Actually in the sight of God, there are three entities on earth that he considers as three unique group of division that has continued for the last two millenniums. They are Jews, Gentiles and the Church of God (1 Cor 10:32).
So from the time of creation there has been law set by God for all humans to keep God's commandments in obedience so that they might become holy to the Lord (Gen 1:16-17). But our forefather first Adam fell in to sin, and thus through sin death spread to all men, because all sinned (Rom 5:12). The way out of sin is by faith which was taught to Adam and Eve through a sacrificial system of clothing to cover their nakedness, shame and fear which had come upon them right after they fell in to sin and received curse through God's justice which had come upon mankind for their disobedience (Gen 3:21). So there must have been a place where God has set for the sacrifice of animals to express their faith in God's redemptive power through the Messiah, which Cain rejected through his religious offering but Abel accepted and practiced before he was murdered (Gen 4:7, 16). Even until Noah this act of faith have continued, that is why we see Noah chose to keep the seven pair of clean birds and animals that are sacrificed of those domesticated kind, but only a pair of every other animals and birds that was brought by the Lord which were wild as instructed by the Lord (Gen 7:2-3). We see Noah express the same faith to the Lord through his sacrifice after coming out of the flood through the grace of God (Gen 8:20).
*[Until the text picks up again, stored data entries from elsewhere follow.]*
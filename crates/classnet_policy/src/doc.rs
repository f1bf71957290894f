// --- File: crates/classnet_policy/src/doc.rs ---
#![cfg(feature = "openapi")]

use utoipa::OpenApi;

#[derive(OpenApi)]
#[openapi(
    paths(crate::handlers::whitelist_handler, crate::handlers::export_handler),
    tags((name = "Policy", description = "Tokenized policy documents and group exports"))
)]
pub struct PolicyApiDoc;
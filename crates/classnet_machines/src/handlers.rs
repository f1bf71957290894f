// --- File: crates/classnet_machines/src/handlers.rs ---

use axum::{
    body::Bytes,
    extract::{Path, State},
    http::HeaderMap,
    response::Json,
};
use classnet_common::services::PolicyCatalog;
use classnet_common::{auth_invalid, auth_missing, bearer_token, validation_error, ClassnetError};
use classnet_config::AppConfig;
use classnet_db::DeviceRepository;
use classnet_tokens::TokenIssuer;
use std::sync::Arc;
use tracing::debug;

use crate::logic::{
    classify_credential, register_machine, rotate_download_token, RegisterRequest,
    RegisterResponse, RotateResponse, ValidateTokenRequest, ValidateTokenResponse,
};

// --- State for machine handlers ---
#[derive(Clone)]
pub struct MachinesState {
    pub config: Arc<AppConfig>,
    pub issuer: Arc<TokenIssuer>,
    pub devices: Arc<dyn DeviceRepository>,
    pub catalog: Arc<dyn PolicyCatalog>,
}

#[axum::debug_handler]
#[cfg_attr(feature = "openapi", utoipa::path(
    post,
    path = "/setup/validate-token",
    request_body = ValidateTokenRequest,
    responses(
        (status = 200, description = "Whether the value is the registration token", body = ValidateTokenResponse)
    ),
    tag = "Machines"
))]
pub async fn validate_token_handler(
    State(state): State<Arc<MachinesState>>,
    body: Bytes,
) -> Json<ValidateTokenResponse> {
    // Malformed bodies are simply "not valid".
    let request: ValidateTokenRequest = serde_json::from_slice(&body).unwrap_or_default();
    let valid = request
        .token
        .as_deref()
        .map(|token| state.issuer.validate_registration_token(token.trim()))
        .unwrap_or(false);
    debug!(valid, "Registration token checked");
    Json(ValidateTokenResponse { valid })
}

#[axum::debug_handler]
#[cfg_attr(feature = "openapi", utoipa::path(
    post,
    path = "/machines/register",
    request_body = RegisterRequest,
    responses(
        (status = 200, description = "Machine registered", body = RegisterResponse),
        (status = 400, description = "Missing hostname or classroom"),
        (status = 401, description = "Missing Authorization header"),
        (status = 403, description = "Invalid credential or ticket for another classroom"),
        (status = 404, description = "Unknown classroom")
    ),
    security(("bearer" = [])),
    tag = "Machines"
))]
pub async fn register_handler(
    State(state): State<Arc<MachinesState>>,
    headers: HeaderMap,
    body: Bytes,
) -> Result<Json<RegisterResponse>, ClassnetError> {
    // Authenticate before the body is even parsed.
    let bearer = bearer_token(&headers).ok_or_else(|| auth_missing("Authorization required"))?;
    let credential = classify_credential(&state.issuer, bearer)
        .ok_or_else(|| auth_invalid("Invalid registration token"))?;

    let request: RegisterRequest = serde_json::from_slice(&body)
        .map_err(|e| validation_error(format!("Invalid request body: {}", e)))?;

    register_machine(&state, credential, request).await.map(Json)
}

#[axum::debug_handler]
#[cfg_attr(feature = "openapi", utoipa::path(
    post,
    path = "/machines/{hostname}/rotate-download-token",
    params(("hostname" = String, Path, description = "Registered hostname")),
    responses(
        (status = 200, description = "Token rotated", body = RotateResponse),
        (status = 401, description = "Missing Authorization header"),
        (status = 403, description = "Wrong shared secret"),
        (status = 404, description = "Unknown machine")
    ),
    security(("bearer" = [])),
    tag = "Machines"
))]
pub async fn rotate_handler(
    State(state): State<Arc<MachinesState>>,
    Path(hostname): Path<String>,
    headers: HeaderMap,
) -> Result<Json<RotateResponse>, ClassnetError> {
    let bearer = bearer_token(&headers).ok_or_else(|| auth_missing("Authorization required"))?;
    if !state.issuer.validate_shared_secret(bearer) {
        return Err(auth_invalid("Invalid shared secret"));
    }

    rotate_download_token(&state, &hostname).await.map(Json)
}
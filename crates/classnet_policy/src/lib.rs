// --- File: crates/classnet_policy/src/lib.rs ---

pub mod catalog; // In-memory classroom/group catalog
pub mod error;
pub mod handlers; // Axum handlers
pub mod logic; // Policy resolution
pub mod render; // Document rendering
pub mod routes; // Router for this crate
#[cfg(feature = "openapi")]
pub mod doc;

pub use catalog::{CatalogData, InMemoryPolicyCatalog};
pub use error::PolicyError;
pub use handlers::PolicyState;
pub use render::{render_policy, SENTINEL};
pub use routes::routes;
// --- File: crates/classnet_policy/src/routes.rs ---

use axum::{routing::get, Router};
use classnet_common::services::PolicyCatalog;
use classnet_db::DeviceRepository;
use classnet_tokens::TokenIssuer;
use std::sync::Arc;

use crate::handlers::{export_handler, sentinel_handler, whitelist_handler, PolicyState};

/// Policy routes, mounted at the root: `/w/{token}/whitelist.txt` and `/export/{name}.txt`.
pub fn routes(
    issuer: Arc<TokenIssuer>,
    devices: Arc<dyn DeviceRepository>,
    catalog: Arc<dyn PolicyCatalog>,
) -> Router {
    let state = Arc::new(PolicyState {
        issuer,
        devices,
        catalog,
    });

    // Every path under /w reaches a handler so no shape can produce a 4xx.
    Router::new()
        .route("/w", get(sentinel_handler))
        .route("/w/", get(sentinel_handler))
        .route("/w/{*tail}", get(whitelist_handler))
        .route("/export/{file}", get(export_handler))
        .with_state(state)
}
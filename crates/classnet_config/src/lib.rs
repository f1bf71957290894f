//! Layered configuration for the classnet services.
//!
//! Sources, later ones winning:
//!
//! 1. `{CONFIG_DIR}/default.toml`
//! 2. `{CONFIG_DIR}/{RUN_ENV}.toml`
//! 3. `CLASSNET__SECTION__KEY` environment variables
//!
//! String values equal to `"secret_from_env"` are then resolved through
//! [`env_vars::inject_env_vars`] before the result is deserialized into
//! [`AppConfig`].

use config::{Config, Environment, File};
use once_cell::sync::OnceCell;
use std::env;
use std::path::{Component, Path};
use thiserror::Error;
use tracing::debug;

pub mod env_vars;
pub mod models;

pub use models::*;

/// Errors raised while loading or validating configuration.
#[derive(Debug, Error)]
pub enum ConfigLoadError {
    #[error("failed to read configuration: {0}")]
    Source(#[from] config::ConfigError),

    #[error("failed to deserialize configuration: {0}")]
    Deserialize(#[from] serde_json::Error),

    #[error("invalid configuration: {0}")]
    Invalid(String),
}

/// Load configuration from `CONFIG_DIR` (default `config`) and the environment.
pub fn load_config() -> Result<AppConfig, ConfigLoadError> {
    ensure_dotenv_loaded();
    let config_dir = env::var("CONFIG_DIR").unwrap_or_else(|_| "config".to_string());
    load_config_from(Path::new(&config_dir))
}

/// Load configuration from an explicit directory and the environment.
pub fn load_config_from(config_dir: &Path) -> Result<AppConfig, ConfigLoadError> {
    let run_env = env::var("RUN_ENV").unwrap_or_else(|_| "debug".to_string());
    let prefix = env_vars::get_config_prefix();

    let default_path = config_dir.join("default");
    let env_path = config_dir.join(&run_env);
    debug!(
        default = %default_path.display(),
        overlay = %env_path.display(),
        "loading configuration"
    );

    let builder = Config::builder()
        .add_source(File::from(default_path).required(false))
        .add_source(File::from(env_path).required(false))
        .add_source(
            Environment::with_prefix(&prefix)
                .separator(env_vars::CONFIG_SEPARATOR)
                .try_parsing(true),
        );

    let mut raw: serde_json::Value = builder.build()?.try_deserialize()?;
    env_vars::inject_env_vars(&mut raw);

    let config: AppConfig = serde_json::from_value(raw)?;
    validate(&config)?;
    Ok(config)
}

/// Check invariants the type system does not capture.
pub fn validate(config: &AppConfig) -> Result<(), ConfigLoadError> {
    if config.tokens.server_secret.trim().len() < 16 {
        return Err(ConfigLoadError::Invalid(
            "tokens.server_secret must be at least 16 characters".to_string(),
        ));
    }
    if config.tokens.enrollment_ttl_minutes <= 0 {
        return Err(ConfigLoadError::Invalid(
            "tokens.enrollment_ttl_minutes must be positive".to_string(),
        ));
    }

    if let Some(agent) = &config.agent {
        for path in agent.files.iter().chain(agent.bootstrap_files.iter()) {
            if !is_safe_relative_path(path) {
                return Err(ConfigLoadError::Invalid(format!(
                    "agent file path '{}' must be relative and stay inside the release directory",
                    path
                )));
            }
        }
        if let Some(missing) = agent
            .bootstrap_files
            .iter()
            .find(|p| !agent.files.contains(p))
        {
            return Err(ConfigLoadError::Invalid(format!(
                "bootstrap file '{}' is not part of the agent release",
                missing
            )));
        }
    }

    Ok(())
}

/// A path is safe when it is non-empty, relative and only has normal components.
pub fn is_safe_relative_path(path: &str) -> bool {
    if path.is_empty() || path.contains('\\') {
        return false;
    }
    Path::new(path)
        .components()
        .all(|c| matches!(c, Component::Normal(_)))
}

static INIT_DOTENV: OnceCell<()> = OnceCell::new();

/// Load the dotenv file once per process.
///
/// `DOTENV_OVERRIDE` selects the file, otherwise `.env` in the working directory.
pub fn ensure_dotenv_loaded() -> String {
    let dotenv_path = env::var("DOTENV_OVERRIDE").unwrap_or_else(|_| ".env".to_string());

    INIT_DOTENV.get_or_init(|| {
        dotenv::from_filename(&dotenv_path).ok();
    });

    dotenv_path
}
Just after the flood, when all humans got together and wanted to make a name for themselves apart from acknowledging the grace of God through faith (Gen 11:4), God caused confusion and scattered them over the face of all the earth (Gen 11:5-9; 10:25, 32).
The question to ask ourselves is, whether humans kept the Sabbath that God initiated in the Book of Genesis? The Gentiles did not keep it as per what God instructed them at the beginning, Cain and his generations rebelled and went away from the Presence of God and the instructions that he gave them to sustain their faith (Gen 4:16). We also know that the flood came because the sons of God who were of faith began to mix with the daughters of men who were of the lineage of Cain who were godless and violent, thus it brought God's judgment to all men through the flood including sons of God among whom Noah and his family members who were just eight were only saved (Gen 6:1-5; 1 Peter 3:18-22; 4:6). Did Noah keep the Sabbath of God which was initiated by God during creation? We know Noah did not keep it but had faith in God, thus Noah found grace in the eyes of the Lord and out it we know through the keeping of the law no flesh will ever be justified before the Lord (Rom 3:20; Gal 2:16; 3:11).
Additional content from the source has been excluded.